Текст, высеченный на надгробной плите, долго обсуждался друзьями покойного. Взвешивались все «за» и «против», в жарких спорах оговаривалось каждое слово. И в конце концов совместно и с общего согласия был принят окончательный вариант.
Однако впоследствии на Грильпарцера обрушился град попреков и обвинений. Его обвиняли во, всех смертных грехах. Его хулили, поносили, ему ставили в вину, что он умалил роль и значение Шуберта, кощунственно занизил ценность созданного им.

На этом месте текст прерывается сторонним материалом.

impl PersistenceGateway {
    pub fn new(
        primary: Option<Arc<dyn WritePath>>,
        fallback: Arc<dyn WritePath>,
        config: GatewayConfig,
    ) -> Self {
        Self {
            primary,
            fallback,
            config,
            locks: Arc::new(KeyedLocks::default()),
        }
    }

    pub fn fallback_only(fallback: Arc<dyn WritePath>, config: GatewayConfig) -> Self {
        Self::new(None, fallback, config)
    }

    pub fn has_primary(&self) -> bool {
        self.primary.is_some()
    }

    /// Writes every record, never failing the batch for one record's error.
    pub async fn sync(
        &self,
        records: &[MergedMovieRecord],
        cancel: &CancellationToken,
    ) -> SyncOutcome {
        self.sync_batch(records, cancel).await.0
    }

    /// Like [`sync`](Self::sync), then copies the persisted re-release flag back onto each
    /// written record so callers report what storage holds.
    pub async fn sync_records(
        &self,
        records: &mut [MergedMovieRecord],
        cancel: &CancellationToken,
    ) -> SyncOutcome {
        let (outcome, persisted) = self.sync_batch(records, cancel).await;
        for record in records.iter_mut() {
            if let Some(&flag) = persisted.get(record.external_id()) {
                record.is_rerelease = flag;
            }
        }
        outcome
    }

    async fn sync_batch(
        &self,
        records: &[MergedMovieRecord],
        cancel: &CancellationToken,
    ) -> (SyncOutcome, HashMap<String, bool>) {
        let default_path = if self.primary.is_some() {
            SyncPath::Primary
        } else {
            SyncPath::Fallback
        };
        let mut outcome = SyncOutcome::empty(default_path);
        let mut persisted = HashMap::new();
        let primary_healthy = Arc::new(AtomicBool::new(self.primary.is_some()));
        let limit = Arc::new(Semaphore::new(self.config.max_concurrent_writes.max(1)));
        let mut tasks = JoinSet::new();

        for record in records.iter().cloned() {
            let gateway = self.clone();
            let healthy = primary_healthy.clone();
            let limit = limit.clone();
            let cancel = cancel.clone();
            tasks.spawn(async move {
                let external_id = record.external_id().to_string();
                let Ok(_permit) = limit.acquire_owned().await else {
                    return None;
                };
                if cancel.is_cancelled() {
                    return None;
                }
                Some(gateway.write_one(external_id, record, healthy).await)
            });
        }

        loop {
            let joined = tokio::select! {
                biased;
                _ = cancel.cancelled() => {
                    warn!(pending = tasks.len(), "persistence cancelled; abandoning pending writes");
                    tasks.abort_all();
                    break;
                }
                joined = tasks.join_next() => joined,
            };
            let Some(joined) = joined else { break };
            match joined {
                Ok(Some(result)) => {
                    if let Ok(plan) = &result.outcome {
                        persisted.insert(result.external_id.clone(), plan.movie.is_rerelease);
                    }
                    tally(&mut outcome, result)
                }
                Ok(None) => {}
                Err(err) if err.is_cancelled() => {}
                Err(err) => outcome.errors.push(ErrorRecord::new(
                    ErrorKind::PersistenceFallback,
                    "persistence-task",
                    format!("write task panicked: {err}"),
                )),
            }
        }

        info!(
            path = ?outcome.path,
            saved = outcome.saved_count,
            skipped = outcome.skipped_count,
            unchanged = outcome.unchanged_count,
            errors = outcome.errors.len(),
            "persistence batch finished"
        );
        (outcome, persisted)
    }

    async fn write_one(
        &self,
        external_id: String,
        record: MergedMovieRecord,
        primary_healthy: Arc<AtomicBool>,
    ) -> RecordResult {
        let lock = self.locks.lock_for(&external_id).await;
        let result = {
            let _guard = lock.lock().await;
            self.write_locked(external_id.clone(), &record, &primary_healthy).await
        };
        self.locks.release(&external_id, lock).await;
        result
    }

    async fn write_locked(
        &self,
        external_id: String,
        record: &MergedMovieRecord,
        primary_healthy: &AtomicBool,
    ) -> RecordResult {
        if let Some(primary) = &self.primary {
            if primary_healthy.load(Ordering::SeqCst) {
                let attempt = tokio::time::timeout(
                    self.config.primary_timeout,
                    apply_record(primary.as_ref(), record),
                )
                .await
                .unwrap_or(Err(PathError::Timeout(self.config.primary_timeout)));
                match attempt {
                    Ok(plan) => {
                        return RecordResult {
                            external_id,
                            path: SyncPath::Primary,
                            outcome: Ok(plan),
                        }
                    }
                    Err(err) => {
                        warn!(
                            external_id = %external_id,
                            path = primary.name(),
                            error = %err,
                            "primary persistence failed; switching batch to fallback"
                        );
                        primary_healthy.store(false, Ordering::SeqCst);
                    }
                }
            }
        }

        RecordResult {
            outcome: apply_record(self.fallback.as_ref(), record).await,
            external_id,
            path: SyncPath::Fallback,
        }
    }
}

Меж тем Грильпарцер подчеркнул лишь одну мысль, простую, трагичную и справедливую. Шуберт умер в самом буйном расцвете сил как человеческих, так и творческих.
В тридцать два года человеку только жить да жить. И творить и работать.
В тридцать два года Бетховен еще не создал ни одной из своих великих симфоний – ни Героической, ни Четвертой, ни Пятой, ни Пасторальной, ни Седьмой, ни, наконец, Девятой.
«Гамлет» написан Шекспиром тридцати семи лет, «Отелло» – тремя, а «Король Лир» – четырьмя годами позже.
И доживи Сервантес только до тридцатидвухлетнего возраста, мир был бы лишен «Дон Кихота».
Как ни грандиозно наследие Шуберта (число его произведений, дошедших до нас, составляет поистине астрономическую цифру – 1250), как ни высока художественная ценность созданных им шедевров, факт остается непреложным: свершив великое, он умер на пороге новых великих и, без сомнения, еще более многочисленных свершений.
Это и хотел сказать Грильпарцер своей правдивой и бесхитростно-мудрой надписью.
Вместе с тем он не сказал другого, но вряд ли разумно винить его. Много ли скажешь в скупых словах короткой эпитафии, к тому же написанной тогда, когда душевная рана еще не затянулась и кровоточит?
Он не сказал, что Шуберт за свою короткую, как вздох, жизнь создал столько вдохновенного и нетленно прекрасного, сколько в избытке хватило бы на несколько длинных человеческих жизней.
Поэт был так же скромен и так же боялся громких слов, как его недавно умерший друг.
Потому он не сказал и того, что музыка Шуберта завоюет весь мир.
Это за него досказала жизнь.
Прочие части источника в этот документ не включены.